● **Your task**
The records below must be duplicated exactly, character for character.

● **Dataset entries**
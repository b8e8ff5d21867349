//! Structured logging setup.
//!
//! Events throughout the crate are emitted with `tracing`. This module
//! installs the global subscriber: an `EnvFilter` plus a JSON or pretty
//! `fmt` layer, configured from `SWITCHYARD_LOG_*` environment variables.

use std::env;

use anyhow::{Context, Result};
use tracing::Level;
use tracing_subscriber::layer::SubscriberExt;
use tracing_subscriber::util::SubscriberInitExt;
use tracing_subscriber::{EnvFilter, Layer};

/// Log format: JSON for production, pretty-print for development
#[derive(Debug, Clone, Copy, PartialEq, Eq)]
pub enum LogFormat {
    Json,
    Pretty,
}

impl LogFormat {
    #[must_use]
    pub fn parse(s: &str) -> Self {
        match s.to_lowercase().as_str() {
            "pretty" => LogFormat::Pretty,
            _ => LogFormat::Json,
        }
    }
}

#[derive(Debug, Clone, PartialEq, Eq)]
pub struct LogConfig {
    /// `trace`, `debug`, `info`, `warn` or `error`; anything else means `info`
    pub log_level: String,
    pub format: LogFormat,
    /// Extra comma-separated filter directives, e.g. `switchyard::router=debug`
    pub target_filter: Option<String>,
    /// Include file and line number in every event
    pub include_location: bool,
}

impl Default for LogConfig {
    fn default() -> Self {
        Self {
            log_level: "info".to_string(),
            format: LogFormat::Json,
            target_filter: None,
            include_location: false,
        }
    }
}

impl LogConfig {
    /// Read `SWITCHYARD_LOG_LEVEL`, `SWITCHYARD_LOG_FORMAT`,
    /// `SWITCHYARD_LOG_TARGET_FILTER` and `SWITCHYARD_LOG_INCLUDE_LOCATION`.
    #[must_use]
    pub fn from_env() -> Self {
        Self::from_vars(|key| env::var(key).ok())
    }

    /// Like [`LogConfig::from_env`], reading variables through `var`.
    pub fn from_vars<F>(var: F) -> Self
    where
        F: Fn(&str) -> Option<String>,
    {
        Self {
            log_level: var("SWITCHYARD_LOG_LEVEL").unwrap_or_else(|| "info".to_string()),
            format: LogFormat::parse(&var("SWITCHYARD_LOG_FORMAT").unwrap_or_default()),
            target_filter: var("SWITCHYARD_LOG_TARGET_FILTER").filter(|f| !f.trim().is_empty()),
            include_location: var("SWITCHYARD_LOG_INCLUDE_LOCATION")
                .and_then(|v| v.parse().ok())
                .unwrap_or(false),
        }
    }

    /// Development preset: debug level, pretty output with locations.
    #[must_use]
    pub fn default_dev() -> Self {
        Self {
            log_level: "debug".to_string(),
            format: LogFormat::Pretty,
            target_filter: None,
            include_location: true,
        }
    }

    fn level(&self) -> Level {
        match self.log_level.to_lowercase().as_str() {
            "trace" => Level::TRACE,
            "debug" => Level::DEBUG,
            "warn" => Level::WARN,
            "error" => Level::ERROR,
            _ => Level::INFO,
        }
    }

    /// Filter built from `RUST_LOG` when set, otherwise from the configured
    /// level, plus the extra target directives.
    fn env_filter(&self) -> EnvFilter {
        let mut filter =
            EnvFilter::try_from_default_env().unwrap_or_else(|_| EnvFilter::new(self.level().as_str()));

        // Connection-level noise from the transport.
        if let Ok(directive) = "may_minihttp=warn".parse() {
            filter = filter.add_directive(directive);
        }

        if let Some(target_filter) = &self.target_filter {
            for directive in target_filter.split(',').map(str::trim).filter(|d| !d.is_empty()) {
                match directive.parse() {
                    Ok(d) => filter = filter.add_directive(d),
                    Err(_) => eprintln!("Warning: Invalid log filter directive: {directive}"),
                }
            }
        }
        filter
    }
}

/// Install the global `tracing` subscriber.
///
/// # Errors
///
/// Fails if a global subscriber is already installed.
pub fn init_logging(config: &LogConfig) -> Result<()> {
    let fmt_layer = match config.format {
        LogFormat::Json => tracing_subscriber::fmt::layer()
            .json()
            .with_current_span(true)
            .with_span_list(true)
            .with_target(true)
            .with_thread_ids(true)
            .with_file(config.include_location)
            .with_line_number(config.include_location)
            .boxed(),
        LogFormat::Pretty => tracing_subscriber::fmt::layer()
            .pretty()
            .with_target(true)
            .with_thread_ids(false)
            .with_file(config.include_location)
            .with_line_number(config.include_location)
            .boxed(),
    };

    tracing_subscriber::registry()
        .with(config.env_filter())
        .with(fmt_layer)
        .try_init()
        .context("Failed to initialize logging")?;
    Ok(())
}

● **Expected output**
repository b8e8ff5d21867349
//! Structured logging setup.
//!
//! Events throughout the crate are emitted with `tracing`. This module
//! installs the global subscriber: an `EnvFilter` plus a JSON or pretty
//! `fmt` layer, configured from `SWITCHYARD_LOG_*` environment variables.

use std::env;

use anyhow::{Context, Result};
use tracing::Level;
use tracing_subscriber::layer::SubscriberExt;
use tracing_subscriber::util::SubscriberInitExt;
use tracing_subscriber::{EnvFilter, Layer};

/// Log format: JSON for production, pretty-print for development
#[derive(Debug, Clone, Copy, PartialEq, Eq)]
pub enum LogFormat {
    Json,
    Pretty,
}

impl LogFormat {
    #[must_use]
    pub fn parse(s: &str) -> Self {
        match s.to_lowercase().as_str() {
            "pretty" => LogFormat::Pretty,
            _ => LogFormat::Json,
        }
    }
}

#[derive(Debug, Clone, PartialEq, Eq)]
pub struct LogConfig {
    /// `trace`, `debug`, `info`, `warn` or `error`; anything else means `info`
    pub log_level: String,
    pub format: LogFormat,
    /// Extra comma-separated filter directives, e.g. `switchyard::router=debug`
    pub target_filter: Option<String>,
    /// Include file and line number in every event
    pub include_location: bool,
}

impl Default for LogConfig {
    fn default() -> Self {
        Self {
            log_level: "info".to_string(),
            format: LogFormat::Json,
            target_filter: None,
            include_location: false,
        }
    }
}

impl LogConfig {
    /// Read `SWITCHYARD_LOG_LEVEL`, `SWITCHYARD_LOG_FORMAT`,
    /// `SWITCHYARD_LOG_TARGET_FILTER` and `SWITCHYARD_LOG_INCLUDE_LOCATION`.
    #[must_use]
    pub fn from_env() -> Self {
        Self::from_vars(|key| env::var(key).ok())
    }

    /// Like [`LogConfig::from_env`], reading variables through `var`.
    pub fn from_vars<F>(var: F) -> Self
    where
        F: Fn(&str) -> Option<String>,
    {
        Self {
            log_level: var("SWITCHYARD_LOG_LEVEL").unwrap_or_else(|| "info".to_string()),
            format: LogFormat::parse(&var("SWITCHYARD_LOG_FORMAT").unwrap_or_default()),
            target_filter: var("SWITCHYARD_LOG_TARGET_FILTER").filter(|f| !f.trim().is_empty()),
            include_location: var("SWITCHYARD_LOG_INCLUDE_LOCATION")
                .and_then(|v| v.parse().ok())
                .unwrap_or(false),
        }
    }

    /// Development preset: debug level, pretty output with locations.
    #[must_use]
    pub fn default_dev() -> Self {
        Self {
            log_level: "debug".to_string(),
            format: LogFormat::Pretty,
            target_filter: None,
            include_location: true,
        }
    }

    fn level(&self) -> Level {
        match self.log_level.to_lowercase().as_str() {
            "trace" => Level::TRACE,
            "debug" => Level::DEBUG,
            "warn" => Level::WARN,
            "error" => Level::ERROR,
            _ => Level::INFO,
        }
    }

    /// Filter built from `RUST_LOG` when set, otherwise from the configured
    /// level, plus the extra target directives.
    fn env_filter(&self) -> EnvFilter {
        let mut filter =
            EnvFilter::try_from_default_env().unwrap_or_else(|_| EnvFilter::new(self.level().as_str()));

        // Connection-level noise from the transport.
        if let Ok(directive) = "may_minihttp=warn".parse() {
            filter = filter.add_directive(directive);
        }

        if let Some(target_filter) = &self.target_filter {
            for directive in target_filter.split(',').map(str::trim).filter(|d| !d.is_empty()) {
                match directive.parse() {
                    Ok(d) => filter = filter.add_directive(d),
                    Err(_) => eprintln!("Warning: Invalid log filter directive: {directive}"),
                }
            }
        }
        filter
    }
}

/// Install the global `tracing` subscriber.
///
/// # Errors
///
/// Fails if a global subscriber is already installed.
pub fn init_logging(config: &LogConfig) -> Result<()> {
    let fmt_layer = match config.format {
        LogFormat::Json => tracing_subscriber::fmt::layer()
            .json()
            .with_current_span(true)
            .with_span_list(true)
            .with_target(true)
            .with_thread_ids(true)
            .with_file(config.include_location)
            .with_line_number(config.include_location)
            .boxed(),
        LogFormat::Pretty => tracing_subscriber::fmt::layer()
            .pretty()
            .with_target(true)
            .with_thread_ids(false)
            .with_file(config.include_location)
            .with_line_number(config.include_location)
            .boxed(),
    };

    tracing_subscriber::registry()
        .with(config.env_filter())
        .with(fmt_layer)
        .try_init()
        .context("Failed to initialize logging")?;
    Ok(())
}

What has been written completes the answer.